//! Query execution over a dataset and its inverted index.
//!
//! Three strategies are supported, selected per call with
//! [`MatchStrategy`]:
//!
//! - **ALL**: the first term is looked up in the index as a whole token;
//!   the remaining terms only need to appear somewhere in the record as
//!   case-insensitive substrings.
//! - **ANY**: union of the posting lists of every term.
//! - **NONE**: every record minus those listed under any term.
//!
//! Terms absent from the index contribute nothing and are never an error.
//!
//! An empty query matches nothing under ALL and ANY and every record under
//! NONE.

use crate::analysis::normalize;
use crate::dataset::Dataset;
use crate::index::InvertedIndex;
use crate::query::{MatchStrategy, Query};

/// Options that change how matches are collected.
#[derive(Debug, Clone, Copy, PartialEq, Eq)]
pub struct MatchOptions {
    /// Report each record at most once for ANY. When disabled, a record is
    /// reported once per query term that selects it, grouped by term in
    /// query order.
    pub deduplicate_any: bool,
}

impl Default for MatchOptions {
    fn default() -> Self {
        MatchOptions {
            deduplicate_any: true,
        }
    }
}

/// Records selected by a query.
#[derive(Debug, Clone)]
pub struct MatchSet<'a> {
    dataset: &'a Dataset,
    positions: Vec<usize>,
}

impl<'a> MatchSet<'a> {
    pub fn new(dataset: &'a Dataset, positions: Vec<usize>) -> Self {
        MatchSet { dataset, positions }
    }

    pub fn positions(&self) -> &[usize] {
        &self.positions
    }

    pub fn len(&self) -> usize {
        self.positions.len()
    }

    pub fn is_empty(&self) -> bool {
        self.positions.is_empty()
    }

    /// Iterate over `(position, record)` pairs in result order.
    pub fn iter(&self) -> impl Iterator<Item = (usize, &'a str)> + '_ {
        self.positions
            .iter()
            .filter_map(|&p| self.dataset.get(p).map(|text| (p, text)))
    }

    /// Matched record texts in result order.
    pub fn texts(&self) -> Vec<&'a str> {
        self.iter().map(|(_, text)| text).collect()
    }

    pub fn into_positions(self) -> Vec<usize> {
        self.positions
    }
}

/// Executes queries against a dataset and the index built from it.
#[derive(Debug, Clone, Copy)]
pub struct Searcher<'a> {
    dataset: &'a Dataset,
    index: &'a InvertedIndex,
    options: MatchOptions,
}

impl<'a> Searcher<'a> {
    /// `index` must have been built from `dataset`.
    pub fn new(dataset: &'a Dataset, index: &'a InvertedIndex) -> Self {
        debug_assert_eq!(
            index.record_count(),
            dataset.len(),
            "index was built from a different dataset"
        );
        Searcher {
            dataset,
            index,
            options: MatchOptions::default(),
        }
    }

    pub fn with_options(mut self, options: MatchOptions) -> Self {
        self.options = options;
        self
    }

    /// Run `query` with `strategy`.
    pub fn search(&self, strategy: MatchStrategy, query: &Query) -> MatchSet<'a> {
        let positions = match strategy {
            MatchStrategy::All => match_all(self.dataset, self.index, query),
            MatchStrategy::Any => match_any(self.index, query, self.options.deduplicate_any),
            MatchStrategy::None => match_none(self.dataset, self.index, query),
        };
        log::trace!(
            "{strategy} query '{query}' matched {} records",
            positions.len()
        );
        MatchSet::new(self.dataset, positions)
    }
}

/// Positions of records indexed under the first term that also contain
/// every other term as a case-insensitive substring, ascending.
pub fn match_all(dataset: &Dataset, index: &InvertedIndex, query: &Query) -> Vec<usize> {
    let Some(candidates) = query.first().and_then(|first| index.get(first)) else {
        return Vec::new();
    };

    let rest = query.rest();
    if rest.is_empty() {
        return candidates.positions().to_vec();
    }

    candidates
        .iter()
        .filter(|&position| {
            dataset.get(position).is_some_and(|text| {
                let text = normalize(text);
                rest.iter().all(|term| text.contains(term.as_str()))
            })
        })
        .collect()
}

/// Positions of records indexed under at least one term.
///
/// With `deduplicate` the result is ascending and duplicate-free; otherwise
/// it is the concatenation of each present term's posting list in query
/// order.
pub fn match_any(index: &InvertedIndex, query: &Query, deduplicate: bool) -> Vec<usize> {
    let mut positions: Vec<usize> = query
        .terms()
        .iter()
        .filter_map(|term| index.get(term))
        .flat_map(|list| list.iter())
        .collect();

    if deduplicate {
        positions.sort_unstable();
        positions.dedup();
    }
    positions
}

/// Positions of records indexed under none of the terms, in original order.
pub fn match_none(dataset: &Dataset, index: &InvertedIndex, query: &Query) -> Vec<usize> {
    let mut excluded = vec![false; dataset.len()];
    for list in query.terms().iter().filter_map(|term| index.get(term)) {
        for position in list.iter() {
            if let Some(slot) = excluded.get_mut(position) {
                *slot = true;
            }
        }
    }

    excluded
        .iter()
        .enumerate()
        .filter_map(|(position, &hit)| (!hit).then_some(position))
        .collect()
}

============

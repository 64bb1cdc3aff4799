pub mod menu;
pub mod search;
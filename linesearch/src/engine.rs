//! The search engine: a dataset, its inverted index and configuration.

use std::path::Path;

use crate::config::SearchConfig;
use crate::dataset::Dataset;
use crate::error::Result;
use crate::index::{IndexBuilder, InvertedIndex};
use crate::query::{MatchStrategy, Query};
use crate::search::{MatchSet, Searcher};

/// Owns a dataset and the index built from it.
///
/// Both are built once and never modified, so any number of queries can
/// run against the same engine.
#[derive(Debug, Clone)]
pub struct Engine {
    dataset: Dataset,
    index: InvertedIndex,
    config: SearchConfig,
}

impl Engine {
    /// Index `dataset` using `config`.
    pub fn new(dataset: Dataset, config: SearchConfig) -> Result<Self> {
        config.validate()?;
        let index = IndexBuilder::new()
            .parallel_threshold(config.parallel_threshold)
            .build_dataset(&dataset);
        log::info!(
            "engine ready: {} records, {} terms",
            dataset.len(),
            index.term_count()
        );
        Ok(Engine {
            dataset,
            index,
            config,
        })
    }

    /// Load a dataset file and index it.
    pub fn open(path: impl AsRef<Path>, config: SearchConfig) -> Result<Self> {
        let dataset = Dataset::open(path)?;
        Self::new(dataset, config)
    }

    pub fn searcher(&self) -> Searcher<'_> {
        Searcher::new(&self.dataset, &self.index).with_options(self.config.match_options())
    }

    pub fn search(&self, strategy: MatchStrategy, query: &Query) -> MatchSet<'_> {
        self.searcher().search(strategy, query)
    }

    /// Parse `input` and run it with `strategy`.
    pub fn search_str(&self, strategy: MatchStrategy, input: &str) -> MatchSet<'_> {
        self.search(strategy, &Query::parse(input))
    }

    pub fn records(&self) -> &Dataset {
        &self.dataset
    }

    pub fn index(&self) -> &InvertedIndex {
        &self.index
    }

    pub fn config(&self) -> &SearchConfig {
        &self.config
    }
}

============

[Instructions to follow]
Reproduce each line of the records in which the string "Copy" appears.

[Solution to this exercise]
#[derive(Debug, Clone, Copy, PartialEq, Eq)]
#[derive(Debug, Clone, Copy)]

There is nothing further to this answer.